Here is a 2x2 grid, in which the first column spans both rows, but its fixed-height content seems to be dictating the minimum height for the first row:

<UserControl x:Class="Test"
  xmlns="http://schemas.microsoft.com/winfx/2006/xaml/presentation"
  xmlns:x="http://schemas.microsoft.com/winfx/2006/xaml"
  Width="300">
  <Grid>
    <Grid.ColumnDefinitions>
      <ColumnDefinition Width="Auto" />
      <ColumnDefinition Width="*" />
    </Grid.ColumnDefinitions>
    <Grid.RowDefinitions>
      <RowDefinition Height="*"/>
      <RowDefinition Height="Auto"/>
    </Grid.RowDefinitions>

    <Rectangle Grid.Row="0" Grid.Column="0" Grid.RowSpan="2" Fill="Green"
      Width="50" Height="50" VerticalAlignment="Top" />

    <TextBlock Grid.Row="0" Grid.Column="1" Margin="3" TextWrapping="Wrap">
        Some text goes here. 
    </TextBlock>

    <Button Grid.Row="1" Grid.Column="1" HorizontalAlignment="Right">OK</Button>
  </Grid>
</UserControl>

In this example, the first row is always at least 50 high, as is evident from the space consumed by the TextBlock, even though I'd like it (and as a consequence, the entire control) to be shorter if there isn't much text to display. Am I missing something, or is this a WPF layout bug?
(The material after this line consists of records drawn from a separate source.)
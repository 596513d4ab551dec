use axum::{extract::State, Extension, Json};
use doa_core::CampaignSnapshot;
use serde::Deserialize;

use crate::middleware::RequestId;

use super::{ApiError, ApiResponse, AppState, ResponseMeta};

#[derive(Debug, Deserialize)]
pub(super) struct ScrapeCampaignRequest {
    #[serde(default)]
    pub url: String,
}

/// `POST /api/v1/campaigns/scrape`
///
/// Rejects anything that is not a Vakinha campaign URL before fetching.
/// A fetch failure is not an error here: the snapshot then carries only
/// `fetched_at` and the caller keeps its manually entered values.
pub(super) async fn scrape_campaign(
    State(state): State<AppState>,
    Extension(req_id): Extension<RequestId>,
    Json(body): Json<ScrapeCampaignRequest>,
) -> Result<Json<ApiResponse<CampaignSnapshot>>, ApiError> {
    let url = doa_scraper::validate_campaign_url(&body.url)
        .map_err(|e| ApiError::new(req_id.0.clone(), "validation_error", e.to_string()))?;

    let snapshot = state.campaigns.scrape_campaign(url.as_str()).await;

    Ok(Json(ApiResponse {
        data: snapshot,
        meta: ResponseMeta::new(req_id.0),
    }))
}

#[cfg(test)]
mod tests {
    use std::time::Duration;

    use axum::body::{to_bytes, Body};
    use axum::http::{header, Request, StatusCode};
    use tower::ServiceExt;

    use super::super::tests::{test_state, unreachable_pool};
    use super::super::build_app;
    use crate::middleware::RateLimitState;

    fn scrape_request(body: &str) -> Request<Body> {
        Request::builder()
            .method("POST")
            .uri("/api/v1/campaigns/scrape")
            .header(header::CONTENT_TYPE, "application/json")
            .header("x-request-id", "req-campaign")
            .body(Body::from(body.to_string()))
            .expect("request")
    }

    async fn send(app: axum::Router, body: &str) -> (StatusCode, serde_json::Value) {
        let response = app.oneshot(scrape_request(body)).await.expect("response");
        let status = response.status();
        let bytes = to_bytes(response.into_body(), usize::MAX)
            .await
            .expect("body bytes");
        (status, serde_json::from_slice(&bytes).expect("json parse"))
    }

    #[tokio::test]
    async fn foreign_host_is_a_validation_error() {
        let app = build_app(
            test_state(unreachable_pool()),
            RateLimitState::new(10, Duration::from_secs(60)),
        );

        let (status, json) = send(app, r#"{"url":"https://example.com/vaquinha/1"}"#).await;

        assert_eq!(status, StatusCode::BAD_REQUEST);
        assert_eq!(json["error"]["code"], "validation_error");
        assert_eq!(json["meta"]["request_id"], "req-campaign");
    }

    #[tokio::test]
    async fn missing_url_is_a_validation_error() {
        let app = build_app(
            test_state(unreachable_pool()),
            RateLimitState::new(10, Duration::from_secs(60)),
        );

        let (status, json) = send(app, "{}").await;

        assert_eq!(status, StatusCode::BAD_REQUEST);
        assert_eq!(json["error"]["code"], "validation_error");
    }

    #[tokio::test]
    async fn scrape_route_is_rate_limited() {
        let app = build_app(
            test_state(unreachable_pool()),
            RateLimitState::new(1, Duration::from_secs(60)),
        );

        let (first, _) = send(app.clone(), r#"{"url":""}"#).await;
        let (second, json) = send(app, r#"{"url":""}"#).await;

        assert_eq!(first, StatusCode::BAD_REQUEST);
        assert_eq!(second, StatusCode::TOO_MANY_REQUESTS);
        assert_eq!(json["error"]["code"], "rate_limited");
    }
}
(Yes, I know I could easily code it with nested grids, but this is a simplified distillation of a more complicated case.)

A: 

What you should be seeing is the Button taking as much height as it needs and the TextBlock getting the rest of the control's available height. Since Column 0 only has the fixed size Rectangle in it, it will always have a width of 50, with Column 1 taking the rest of the available width. Are you seeing something other than that or is there something different that you want the layout to do?

John Bowen
You are correct about what column 1 should show. The problem is in column 0, where the fixed height of the object is forcing a minimum height on the contents of row 0, column 1, when the column 0 should be instead consuming all of the height of the control. What I'm seeing is that row 1 contains only the button, not the bottom portion of the 0,0, object.
vanmelle
If the Grid's total height is less than Button.ActualHeight+50 the Rectangle will show as stretching across both rows but it won't otherwise since it has a fixed height and is aligned to Top.
John Bowen
The first part is true, but that's not the question. I don't want to set the height of the UserControl, I want it to be just as tall as it needs to be and no more. And the VerticalAlignment=Top is not the answer, either. I can remove that, and the Rectangle will center itself in the first column, but still force the first row's height to be at least 50. That seems to me to be a bug. Maybe I should go report it to MS and see what they say.
vanmelle
What you're describing is the behavior of 2 Auto Rows, not a * and an Auto.
John Bowen
Although I don't see why (*, Auto) should not do what I want, you're correct that (Auto, Auto) gets my desired outcome, and there's no particular reason for me not to have used it. Thanks.
vanmelle
Essentially (there's more to how the space is split up), * means size to parent, while Auto means size to content. What you wanted was the UC to ignore the available space of the parent and size based on its content.